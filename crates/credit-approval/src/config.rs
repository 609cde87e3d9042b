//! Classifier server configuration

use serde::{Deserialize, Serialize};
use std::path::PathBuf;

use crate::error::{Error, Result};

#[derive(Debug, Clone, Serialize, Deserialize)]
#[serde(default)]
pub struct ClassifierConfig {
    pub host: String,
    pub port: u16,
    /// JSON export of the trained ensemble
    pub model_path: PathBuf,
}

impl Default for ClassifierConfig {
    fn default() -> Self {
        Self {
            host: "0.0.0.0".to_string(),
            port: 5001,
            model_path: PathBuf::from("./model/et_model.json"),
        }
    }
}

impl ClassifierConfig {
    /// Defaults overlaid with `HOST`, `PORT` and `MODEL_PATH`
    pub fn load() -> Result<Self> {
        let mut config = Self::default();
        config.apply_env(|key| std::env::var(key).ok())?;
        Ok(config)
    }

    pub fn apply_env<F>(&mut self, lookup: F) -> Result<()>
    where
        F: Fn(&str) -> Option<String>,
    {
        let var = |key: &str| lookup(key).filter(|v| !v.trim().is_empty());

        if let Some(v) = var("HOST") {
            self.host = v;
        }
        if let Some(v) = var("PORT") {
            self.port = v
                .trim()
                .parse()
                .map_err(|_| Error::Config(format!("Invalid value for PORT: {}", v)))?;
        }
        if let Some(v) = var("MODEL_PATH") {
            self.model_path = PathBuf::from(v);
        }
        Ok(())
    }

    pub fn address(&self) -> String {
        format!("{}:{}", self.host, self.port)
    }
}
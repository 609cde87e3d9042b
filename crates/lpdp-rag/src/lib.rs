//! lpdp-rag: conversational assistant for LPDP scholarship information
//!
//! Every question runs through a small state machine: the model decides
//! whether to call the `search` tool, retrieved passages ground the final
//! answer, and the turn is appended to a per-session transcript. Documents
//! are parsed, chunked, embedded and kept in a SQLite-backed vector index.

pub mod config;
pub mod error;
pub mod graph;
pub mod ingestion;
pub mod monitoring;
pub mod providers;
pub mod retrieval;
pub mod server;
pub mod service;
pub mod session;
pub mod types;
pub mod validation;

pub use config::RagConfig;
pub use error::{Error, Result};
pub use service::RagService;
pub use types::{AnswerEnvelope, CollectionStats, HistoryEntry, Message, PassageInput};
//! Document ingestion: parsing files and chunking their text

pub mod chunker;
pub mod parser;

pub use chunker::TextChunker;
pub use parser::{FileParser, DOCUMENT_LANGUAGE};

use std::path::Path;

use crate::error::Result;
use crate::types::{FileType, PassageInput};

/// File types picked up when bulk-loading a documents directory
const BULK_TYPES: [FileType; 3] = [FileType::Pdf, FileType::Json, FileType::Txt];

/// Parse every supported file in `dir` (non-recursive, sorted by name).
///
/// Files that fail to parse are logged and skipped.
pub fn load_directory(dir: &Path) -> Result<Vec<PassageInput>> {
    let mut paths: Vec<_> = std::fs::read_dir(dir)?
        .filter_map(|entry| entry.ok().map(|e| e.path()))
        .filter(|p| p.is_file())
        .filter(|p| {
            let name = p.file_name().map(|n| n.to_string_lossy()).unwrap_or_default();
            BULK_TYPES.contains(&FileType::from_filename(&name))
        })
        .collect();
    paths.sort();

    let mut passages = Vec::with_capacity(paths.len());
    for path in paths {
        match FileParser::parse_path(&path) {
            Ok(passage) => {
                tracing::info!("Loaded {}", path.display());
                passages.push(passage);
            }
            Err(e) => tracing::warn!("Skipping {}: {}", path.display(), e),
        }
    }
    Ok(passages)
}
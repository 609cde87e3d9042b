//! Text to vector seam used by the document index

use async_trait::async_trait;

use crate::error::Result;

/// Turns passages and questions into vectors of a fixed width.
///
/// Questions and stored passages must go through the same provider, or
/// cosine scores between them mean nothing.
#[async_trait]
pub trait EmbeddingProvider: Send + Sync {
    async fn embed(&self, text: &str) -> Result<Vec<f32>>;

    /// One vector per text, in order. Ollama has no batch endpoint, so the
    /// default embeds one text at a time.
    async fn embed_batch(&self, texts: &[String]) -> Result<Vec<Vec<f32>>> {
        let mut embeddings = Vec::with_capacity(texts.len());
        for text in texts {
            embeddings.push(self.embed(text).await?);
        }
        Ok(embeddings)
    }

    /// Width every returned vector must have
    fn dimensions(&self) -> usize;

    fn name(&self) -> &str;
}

--

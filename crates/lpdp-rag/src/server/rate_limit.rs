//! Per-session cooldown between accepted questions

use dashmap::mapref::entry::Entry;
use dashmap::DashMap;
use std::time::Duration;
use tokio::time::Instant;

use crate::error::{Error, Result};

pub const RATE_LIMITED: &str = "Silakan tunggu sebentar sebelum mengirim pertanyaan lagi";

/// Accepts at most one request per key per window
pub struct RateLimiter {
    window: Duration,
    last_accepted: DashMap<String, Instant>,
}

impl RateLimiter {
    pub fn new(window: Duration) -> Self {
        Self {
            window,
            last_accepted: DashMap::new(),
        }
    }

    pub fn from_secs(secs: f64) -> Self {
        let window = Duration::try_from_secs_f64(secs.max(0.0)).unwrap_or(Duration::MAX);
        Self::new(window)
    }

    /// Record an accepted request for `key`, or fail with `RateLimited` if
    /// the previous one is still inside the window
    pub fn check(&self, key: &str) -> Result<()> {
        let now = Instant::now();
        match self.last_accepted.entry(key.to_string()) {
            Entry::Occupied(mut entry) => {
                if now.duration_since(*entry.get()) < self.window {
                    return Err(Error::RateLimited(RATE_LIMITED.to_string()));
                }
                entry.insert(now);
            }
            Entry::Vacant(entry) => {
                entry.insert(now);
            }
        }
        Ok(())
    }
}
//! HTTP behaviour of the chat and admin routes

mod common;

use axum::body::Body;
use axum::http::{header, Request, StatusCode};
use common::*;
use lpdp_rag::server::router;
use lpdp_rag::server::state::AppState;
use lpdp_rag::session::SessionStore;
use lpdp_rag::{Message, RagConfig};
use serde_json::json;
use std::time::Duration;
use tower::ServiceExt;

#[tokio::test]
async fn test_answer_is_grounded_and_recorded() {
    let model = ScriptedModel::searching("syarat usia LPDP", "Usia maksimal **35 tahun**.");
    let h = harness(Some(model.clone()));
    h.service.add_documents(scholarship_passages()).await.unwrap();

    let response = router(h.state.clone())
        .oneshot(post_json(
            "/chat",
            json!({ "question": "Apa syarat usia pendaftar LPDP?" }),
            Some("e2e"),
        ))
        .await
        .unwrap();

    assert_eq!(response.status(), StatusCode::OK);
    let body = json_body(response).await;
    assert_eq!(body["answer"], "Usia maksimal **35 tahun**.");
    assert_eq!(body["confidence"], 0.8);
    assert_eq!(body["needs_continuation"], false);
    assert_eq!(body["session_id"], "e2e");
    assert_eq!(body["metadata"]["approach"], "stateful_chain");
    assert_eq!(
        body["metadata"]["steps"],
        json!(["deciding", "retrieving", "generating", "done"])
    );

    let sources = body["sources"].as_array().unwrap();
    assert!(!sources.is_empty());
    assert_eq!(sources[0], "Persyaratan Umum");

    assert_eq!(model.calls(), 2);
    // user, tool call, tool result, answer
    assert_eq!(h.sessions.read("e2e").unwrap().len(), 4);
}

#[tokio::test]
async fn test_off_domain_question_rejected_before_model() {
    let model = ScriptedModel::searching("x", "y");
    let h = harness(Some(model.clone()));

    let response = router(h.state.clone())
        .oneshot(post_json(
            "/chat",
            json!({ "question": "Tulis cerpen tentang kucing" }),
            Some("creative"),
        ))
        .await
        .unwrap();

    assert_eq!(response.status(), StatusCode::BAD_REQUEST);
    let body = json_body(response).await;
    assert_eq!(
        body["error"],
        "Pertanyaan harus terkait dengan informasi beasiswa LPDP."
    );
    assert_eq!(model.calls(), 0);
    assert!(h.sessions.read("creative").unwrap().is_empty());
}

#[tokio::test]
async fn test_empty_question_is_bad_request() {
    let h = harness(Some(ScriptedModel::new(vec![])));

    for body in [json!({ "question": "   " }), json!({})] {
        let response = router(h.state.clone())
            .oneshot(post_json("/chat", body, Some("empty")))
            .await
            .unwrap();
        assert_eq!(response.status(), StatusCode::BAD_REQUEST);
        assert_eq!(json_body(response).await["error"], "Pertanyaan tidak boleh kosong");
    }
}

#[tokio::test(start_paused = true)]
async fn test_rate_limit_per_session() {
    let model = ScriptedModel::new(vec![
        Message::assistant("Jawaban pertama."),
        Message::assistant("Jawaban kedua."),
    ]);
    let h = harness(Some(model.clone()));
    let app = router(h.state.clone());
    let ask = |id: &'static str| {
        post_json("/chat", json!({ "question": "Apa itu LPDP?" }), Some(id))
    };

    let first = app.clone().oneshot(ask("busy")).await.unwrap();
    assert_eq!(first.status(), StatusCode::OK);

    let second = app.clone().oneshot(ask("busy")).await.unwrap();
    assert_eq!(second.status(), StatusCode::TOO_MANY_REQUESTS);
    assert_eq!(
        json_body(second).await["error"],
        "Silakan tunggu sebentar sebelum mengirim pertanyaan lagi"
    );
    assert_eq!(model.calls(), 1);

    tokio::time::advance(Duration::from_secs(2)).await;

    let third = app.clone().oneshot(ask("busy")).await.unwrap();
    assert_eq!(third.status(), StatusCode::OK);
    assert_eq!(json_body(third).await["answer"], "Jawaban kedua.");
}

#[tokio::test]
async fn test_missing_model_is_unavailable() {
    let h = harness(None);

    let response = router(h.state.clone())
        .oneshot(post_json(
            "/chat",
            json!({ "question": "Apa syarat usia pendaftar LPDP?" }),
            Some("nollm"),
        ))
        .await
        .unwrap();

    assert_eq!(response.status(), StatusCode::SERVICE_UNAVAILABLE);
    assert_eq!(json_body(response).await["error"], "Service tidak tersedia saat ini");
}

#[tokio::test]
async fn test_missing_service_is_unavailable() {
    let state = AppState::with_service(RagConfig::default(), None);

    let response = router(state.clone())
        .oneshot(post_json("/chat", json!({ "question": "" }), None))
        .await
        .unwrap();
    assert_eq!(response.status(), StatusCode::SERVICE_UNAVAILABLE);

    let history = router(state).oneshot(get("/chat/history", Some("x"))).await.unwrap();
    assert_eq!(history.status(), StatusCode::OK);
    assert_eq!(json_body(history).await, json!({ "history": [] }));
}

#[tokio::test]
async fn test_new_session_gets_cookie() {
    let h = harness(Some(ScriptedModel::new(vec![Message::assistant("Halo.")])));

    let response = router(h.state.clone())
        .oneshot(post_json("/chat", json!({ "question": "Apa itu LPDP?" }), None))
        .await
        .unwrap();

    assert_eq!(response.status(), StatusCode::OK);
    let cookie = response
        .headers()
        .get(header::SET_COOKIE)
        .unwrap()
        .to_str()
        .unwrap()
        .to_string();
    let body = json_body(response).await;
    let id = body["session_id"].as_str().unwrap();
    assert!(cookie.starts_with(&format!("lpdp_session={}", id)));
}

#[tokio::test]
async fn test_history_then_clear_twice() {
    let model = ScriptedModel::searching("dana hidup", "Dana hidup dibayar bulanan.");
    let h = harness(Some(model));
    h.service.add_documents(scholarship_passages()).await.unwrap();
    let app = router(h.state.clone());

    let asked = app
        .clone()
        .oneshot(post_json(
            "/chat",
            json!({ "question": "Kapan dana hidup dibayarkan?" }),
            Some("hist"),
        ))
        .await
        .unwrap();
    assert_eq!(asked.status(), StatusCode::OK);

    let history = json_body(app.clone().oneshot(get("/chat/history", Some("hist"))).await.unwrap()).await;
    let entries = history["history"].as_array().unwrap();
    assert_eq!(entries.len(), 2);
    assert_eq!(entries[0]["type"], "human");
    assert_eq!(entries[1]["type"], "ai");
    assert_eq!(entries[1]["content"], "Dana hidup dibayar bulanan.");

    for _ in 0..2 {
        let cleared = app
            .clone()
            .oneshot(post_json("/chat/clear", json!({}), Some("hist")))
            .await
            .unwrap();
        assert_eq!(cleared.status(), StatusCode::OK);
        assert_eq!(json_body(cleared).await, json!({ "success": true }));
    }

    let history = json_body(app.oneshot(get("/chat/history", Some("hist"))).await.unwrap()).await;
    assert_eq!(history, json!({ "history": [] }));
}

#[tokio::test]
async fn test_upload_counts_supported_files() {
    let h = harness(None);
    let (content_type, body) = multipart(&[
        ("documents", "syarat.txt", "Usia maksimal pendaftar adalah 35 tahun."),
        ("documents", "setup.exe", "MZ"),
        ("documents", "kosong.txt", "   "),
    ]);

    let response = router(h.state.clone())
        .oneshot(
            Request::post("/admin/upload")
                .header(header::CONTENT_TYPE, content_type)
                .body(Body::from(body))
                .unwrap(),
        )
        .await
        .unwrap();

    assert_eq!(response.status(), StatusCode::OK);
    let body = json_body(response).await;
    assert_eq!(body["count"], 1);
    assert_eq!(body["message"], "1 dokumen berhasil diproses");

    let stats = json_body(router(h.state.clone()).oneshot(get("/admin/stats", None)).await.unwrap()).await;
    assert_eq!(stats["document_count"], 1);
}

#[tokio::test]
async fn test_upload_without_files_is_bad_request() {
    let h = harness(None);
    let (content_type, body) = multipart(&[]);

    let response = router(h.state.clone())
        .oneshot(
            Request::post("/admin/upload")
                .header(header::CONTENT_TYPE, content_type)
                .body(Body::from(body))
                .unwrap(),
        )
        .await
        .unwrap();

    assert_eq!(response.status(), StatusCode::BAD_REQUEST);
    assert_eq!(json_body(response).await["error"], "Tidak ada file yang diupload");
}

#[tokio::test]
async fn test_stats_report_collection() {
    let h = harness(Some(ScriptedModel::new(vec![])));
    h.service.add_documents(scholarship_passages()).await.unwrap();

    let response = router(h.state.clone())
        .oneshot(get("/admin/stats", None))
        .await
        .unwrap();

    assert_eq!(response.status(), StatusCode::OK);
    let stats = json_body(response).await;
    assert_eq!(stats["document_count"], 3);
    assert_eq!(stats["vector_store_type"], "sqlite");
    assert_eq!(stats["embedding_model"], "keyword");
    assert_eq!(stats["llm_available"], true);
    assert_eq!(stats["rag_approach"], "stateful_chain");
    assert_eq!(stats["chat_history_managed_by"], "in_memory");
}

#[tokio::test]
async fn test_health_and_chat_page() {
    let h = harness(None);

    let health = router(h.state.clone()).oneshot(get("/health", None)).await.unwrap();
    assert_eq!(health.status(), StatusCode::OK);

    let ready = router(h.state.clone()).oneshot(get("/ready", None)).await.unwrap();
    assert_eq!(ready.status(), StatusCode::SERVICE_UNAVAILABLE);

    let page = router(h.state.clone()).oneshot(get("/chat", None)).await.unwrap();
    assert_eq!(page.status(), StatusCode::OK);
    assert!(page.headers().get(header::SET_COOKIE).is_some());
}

● **Aim of the task**
Give an exact copy of the lines above from the line with "key per window" up to and including the line with "Entry::Occupied(mut entry) =>", and leave everything else out.

● **Response to this task**
/// Accepts at most one request per key per window
pub struct RateLimiter {
    window: Duration,
    last_accepted: DashMap<String, Instant>,
}

impl RateLimiter {
    pub fn new(window: Duration) -> Self {
        Self {
            window,
            last_accepted: DashMap::new(),
        }
    }

    pub fn from_secs(secs: f64) -> Self {
        let window = Duration::try_from_secs_f64(secs.max(0.0)).unwrap_or(Duration::MAX);
        Self::new(window)
    }

    /// Record an accepted request for `key`, or fail with `RateLimited` if
    /// the previous one is still inside the window
    pub fn check(&self, key: &str) -> Result<()> {
        let now = Instant::now();
        match self.last_accepted.entry(key.to_string()) {
            Entry::Occupied(mut entry) => {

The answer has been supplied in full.